In the material below, some lines carry "gates". Copy each such line.

===== DATA RECORDS =====

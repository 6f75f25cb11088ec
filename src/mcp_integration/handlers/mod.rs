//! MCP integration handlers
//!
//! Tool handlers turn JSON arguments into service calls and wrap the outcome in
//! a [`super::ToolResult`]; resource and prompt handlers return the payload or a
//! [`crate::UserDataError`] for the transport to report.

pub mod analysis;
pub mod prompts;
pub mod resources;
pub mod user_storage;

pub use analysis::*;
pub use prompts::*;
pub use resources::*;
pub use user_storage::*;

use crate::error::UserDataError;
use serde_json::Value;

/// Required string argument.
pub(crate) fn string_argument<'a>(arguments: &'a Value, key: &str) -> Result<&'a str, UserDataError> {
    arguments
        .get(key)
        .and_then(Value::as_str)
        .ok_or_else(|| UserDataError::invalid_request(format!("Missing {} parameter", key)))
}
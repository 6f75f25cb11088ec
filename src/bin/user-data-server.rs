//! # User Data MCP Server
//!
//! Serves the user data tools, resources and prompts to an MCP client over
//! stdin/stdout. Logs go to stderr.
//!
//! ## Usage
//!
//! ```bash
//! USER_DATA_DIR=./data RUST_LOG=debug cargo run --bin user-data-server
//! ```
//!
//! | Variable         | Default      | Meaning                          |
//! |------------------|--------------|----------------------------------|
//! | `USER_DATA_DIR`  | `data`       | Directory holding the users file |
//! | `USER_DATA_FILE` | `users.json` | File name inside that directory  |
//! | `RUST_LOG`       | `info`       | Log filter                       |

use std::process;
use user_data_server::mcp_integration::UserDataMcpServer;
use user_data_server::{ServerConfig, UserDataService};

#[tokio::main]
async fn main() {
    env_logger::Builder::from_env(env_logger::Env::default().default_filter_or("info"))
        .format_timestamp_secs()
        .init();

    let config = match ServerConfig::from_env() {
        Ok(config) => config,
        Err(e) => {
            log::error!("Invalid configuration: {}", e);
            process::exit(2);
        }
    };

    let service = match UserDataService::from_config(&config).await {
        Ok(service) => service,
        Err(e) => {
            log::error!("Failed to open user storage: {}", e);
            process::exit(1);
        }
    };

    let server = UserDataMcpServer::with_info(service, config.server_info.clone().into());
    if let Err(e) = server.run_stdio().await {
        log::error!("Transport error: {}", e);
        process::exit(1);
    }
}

=====
===== DATA RECORDS =====

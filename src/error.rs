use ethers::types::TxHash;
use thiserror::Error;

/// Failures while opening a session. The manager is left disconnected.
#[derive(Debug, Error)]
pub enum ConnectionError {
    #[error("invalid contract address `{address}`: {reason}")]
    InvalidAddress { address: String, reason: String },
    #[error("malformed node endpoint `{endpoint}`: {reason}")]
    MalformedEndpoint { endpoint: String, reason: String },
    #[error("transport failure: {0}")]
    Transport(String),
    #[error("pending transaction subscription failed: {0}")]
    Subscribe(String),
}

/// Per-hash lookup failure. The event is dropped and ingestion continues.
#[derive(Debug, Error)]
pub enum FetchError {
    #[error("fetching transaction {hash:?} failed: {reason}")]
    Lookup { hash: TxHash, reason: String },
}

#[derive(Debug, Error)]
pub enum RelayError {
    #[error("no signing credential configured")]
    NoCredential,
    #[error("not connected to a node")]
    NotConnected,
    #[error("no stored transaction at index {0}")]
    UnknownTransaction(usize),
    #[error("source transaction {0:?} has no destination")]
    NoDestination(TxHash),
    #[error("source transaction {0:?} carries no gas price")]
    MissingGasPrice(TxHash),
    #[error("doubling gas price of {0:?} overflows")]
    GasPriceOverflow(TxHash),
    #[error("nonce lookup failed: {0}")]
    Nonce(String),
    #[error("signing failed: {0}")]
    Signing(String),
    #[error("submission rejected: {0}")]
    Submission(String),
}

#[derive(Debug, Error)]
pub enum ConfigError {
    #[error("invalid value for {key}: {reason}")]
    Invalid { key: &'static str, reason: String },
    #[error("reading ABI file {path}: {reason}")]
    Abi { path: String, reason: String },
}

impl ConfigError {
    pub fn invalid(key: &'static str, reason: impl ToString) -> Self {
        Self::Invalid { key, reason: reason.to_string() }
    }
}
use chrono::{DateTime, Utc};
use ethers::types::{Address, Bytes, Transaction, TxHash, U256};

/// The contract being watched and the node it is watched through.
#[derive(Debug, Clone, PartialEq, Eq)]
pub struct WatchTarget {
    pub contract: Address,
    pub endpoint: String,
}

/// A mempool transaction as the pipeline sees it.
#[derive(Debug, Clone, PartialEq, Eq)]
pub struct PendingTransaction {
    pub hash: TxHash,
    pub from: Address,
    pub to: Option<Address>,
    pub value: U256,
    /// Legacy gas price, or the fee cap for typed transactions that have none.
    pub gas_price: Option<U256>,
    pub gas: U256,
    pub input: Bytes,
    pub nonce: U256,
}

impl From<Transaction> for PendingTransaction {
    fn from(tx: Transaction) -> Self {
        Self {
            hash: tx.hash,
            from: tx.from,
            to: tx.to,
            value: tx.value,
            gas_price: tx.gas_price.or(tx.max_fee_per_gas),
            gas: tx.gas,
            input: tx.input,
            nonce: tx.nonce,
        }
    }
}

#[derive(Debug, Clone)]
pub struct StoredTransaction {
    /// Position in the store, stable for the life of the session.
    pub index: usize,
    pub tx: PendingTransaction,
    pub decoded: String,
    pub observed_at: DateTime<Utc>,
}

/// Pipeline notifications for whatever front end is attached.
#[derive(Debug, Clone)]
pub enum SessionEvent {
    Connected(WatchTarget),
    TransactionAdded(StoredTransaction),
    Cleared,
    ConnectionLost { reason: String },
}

=====
===== DATA RECORDS =====

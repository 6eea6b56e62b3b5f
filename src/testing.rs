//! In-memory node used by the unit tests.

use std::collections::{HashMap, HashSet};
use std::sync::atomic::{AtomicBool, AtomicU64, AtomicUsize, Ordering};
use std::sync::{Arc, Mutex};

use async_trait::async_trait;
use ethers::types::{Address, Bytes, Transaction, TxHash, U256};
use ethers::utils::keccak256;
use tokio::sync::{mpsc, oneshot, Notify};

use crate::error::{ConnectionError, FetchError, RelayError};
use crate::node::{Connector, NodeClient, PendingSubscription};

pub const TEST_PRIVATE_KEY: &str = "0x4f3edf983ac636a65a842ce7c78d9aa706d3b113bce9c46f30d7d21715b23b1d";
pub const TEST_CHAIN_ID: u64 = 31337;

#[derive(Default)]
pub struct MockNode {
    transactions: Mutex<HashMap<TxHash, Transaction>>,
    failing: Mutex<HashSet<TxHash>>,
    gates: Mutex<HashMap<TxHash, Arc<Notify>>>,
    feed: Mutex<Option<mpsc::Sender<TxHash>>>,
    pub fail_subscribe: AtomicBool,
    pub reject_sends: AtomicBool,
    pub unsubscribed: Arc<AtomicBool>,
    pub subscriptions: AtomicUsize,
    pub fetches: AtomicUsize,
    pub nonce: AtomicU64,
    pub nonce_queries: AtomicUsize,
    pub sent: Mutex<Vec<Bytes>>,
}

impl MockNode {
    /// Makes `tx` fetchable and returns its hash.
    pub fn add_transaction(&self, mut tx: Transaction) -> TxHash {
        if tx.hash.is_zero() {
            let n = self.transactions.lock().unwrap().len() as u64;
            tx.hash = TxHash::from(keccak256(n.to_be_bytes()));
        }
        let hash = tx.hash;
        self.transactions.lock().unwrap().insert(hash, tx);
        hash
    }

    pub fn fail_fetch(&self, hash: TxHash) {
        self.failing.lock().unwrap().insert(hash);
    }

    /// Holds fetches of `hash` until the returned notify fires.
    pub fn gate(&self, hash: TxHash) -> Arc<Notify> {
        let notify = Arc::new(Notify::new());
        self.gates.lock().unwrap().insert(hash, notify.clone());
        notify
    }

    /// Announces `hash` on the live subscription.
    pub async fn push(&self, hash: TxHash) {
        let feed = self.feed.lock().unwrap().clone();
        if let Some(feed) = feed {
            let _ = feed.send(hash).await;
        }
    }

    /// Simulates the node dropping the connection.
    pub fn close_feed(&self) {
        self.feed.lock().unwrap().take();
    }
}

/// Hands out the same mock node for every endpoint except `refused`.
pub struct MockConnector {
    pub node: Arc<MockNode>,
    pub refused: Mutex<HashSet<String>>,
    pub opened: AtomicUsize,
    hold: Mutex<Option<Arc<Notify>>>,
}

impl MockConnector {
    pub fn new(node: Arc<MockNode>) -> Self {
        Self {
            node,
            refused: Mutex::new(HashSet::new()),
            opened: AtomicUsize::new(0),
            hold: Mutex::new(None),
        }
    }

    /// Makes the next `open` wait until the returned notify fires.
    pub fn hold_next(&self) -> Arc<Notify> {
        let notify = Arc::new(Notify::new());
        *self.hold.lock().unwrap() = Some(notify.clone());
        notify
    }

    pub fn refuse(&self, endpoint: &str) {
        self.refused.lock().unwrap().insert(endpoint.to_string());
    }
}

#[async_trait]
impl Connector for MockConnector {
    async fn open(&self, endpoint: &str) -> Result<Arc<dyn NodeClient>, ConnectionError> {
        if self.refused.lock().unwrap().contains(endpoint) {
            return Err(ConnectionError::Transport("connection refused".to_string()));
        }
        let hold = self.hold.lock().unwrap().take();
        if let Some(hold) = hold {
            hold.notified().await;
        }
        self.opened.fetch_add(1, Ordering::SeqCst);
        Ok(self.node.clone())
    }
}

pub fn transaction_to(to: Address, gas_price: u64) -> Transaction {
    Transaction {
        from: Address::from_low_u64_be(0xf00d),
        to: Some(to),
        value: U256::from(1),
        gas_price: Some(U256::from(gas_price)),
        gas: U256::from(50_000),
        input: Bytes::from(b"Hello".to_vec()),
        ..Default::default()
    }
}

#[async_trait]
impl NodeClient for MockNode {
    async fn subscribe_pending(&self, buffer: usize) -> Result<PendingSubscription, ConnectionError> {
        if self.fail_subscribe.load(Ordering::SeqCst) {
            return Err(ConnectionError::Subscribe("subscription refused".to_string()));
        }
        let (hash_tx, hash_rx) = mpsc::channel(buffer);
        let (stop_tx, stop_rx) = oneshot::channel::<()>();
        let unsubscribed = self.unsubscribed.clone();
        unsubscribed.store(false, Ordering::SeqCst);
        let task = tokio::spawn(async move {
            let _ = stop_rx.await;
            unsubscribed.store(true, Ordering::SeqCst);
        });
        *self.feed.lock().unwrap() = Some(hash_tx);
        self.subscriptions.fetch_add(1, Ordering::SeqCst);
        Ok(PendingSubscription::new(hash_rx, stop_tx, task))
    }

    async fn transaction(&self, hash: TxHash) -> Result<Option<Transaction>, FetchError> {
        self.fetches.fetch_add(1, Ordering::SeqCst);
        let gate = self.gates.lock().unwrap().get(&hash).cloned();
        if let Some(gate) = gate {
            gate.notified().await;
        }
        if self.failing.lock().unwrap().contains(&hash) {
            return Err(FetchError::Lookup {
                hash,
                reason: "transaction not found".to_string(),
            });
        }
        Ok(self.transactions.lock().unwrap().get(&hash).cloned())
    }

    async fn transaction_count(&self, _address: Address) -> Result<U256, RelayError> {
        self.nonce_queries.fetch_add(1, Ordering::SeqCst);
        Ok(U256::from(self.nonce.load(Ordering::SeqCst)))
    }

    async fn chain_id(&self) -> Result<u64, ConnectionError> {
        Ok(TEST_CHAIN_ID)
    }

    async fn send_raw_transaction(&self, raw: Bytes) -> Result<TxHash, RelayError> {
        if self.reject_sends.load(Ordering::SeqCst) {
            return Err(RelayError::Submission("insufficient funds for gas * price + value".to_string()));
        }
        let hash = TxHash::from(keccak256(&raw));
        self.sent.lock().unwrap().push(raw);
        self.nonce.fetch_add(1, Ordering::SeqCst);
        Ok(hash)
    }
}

=====

**ANSWER SECTION**
    gates: Mutex<HashMap<TxHash, Arc<Notify>>>,
        self.gates.lock().unwrap().insert(hash, notify.clone());
        let gate = self.gates.lock().unwrap().get(&hash).cloned();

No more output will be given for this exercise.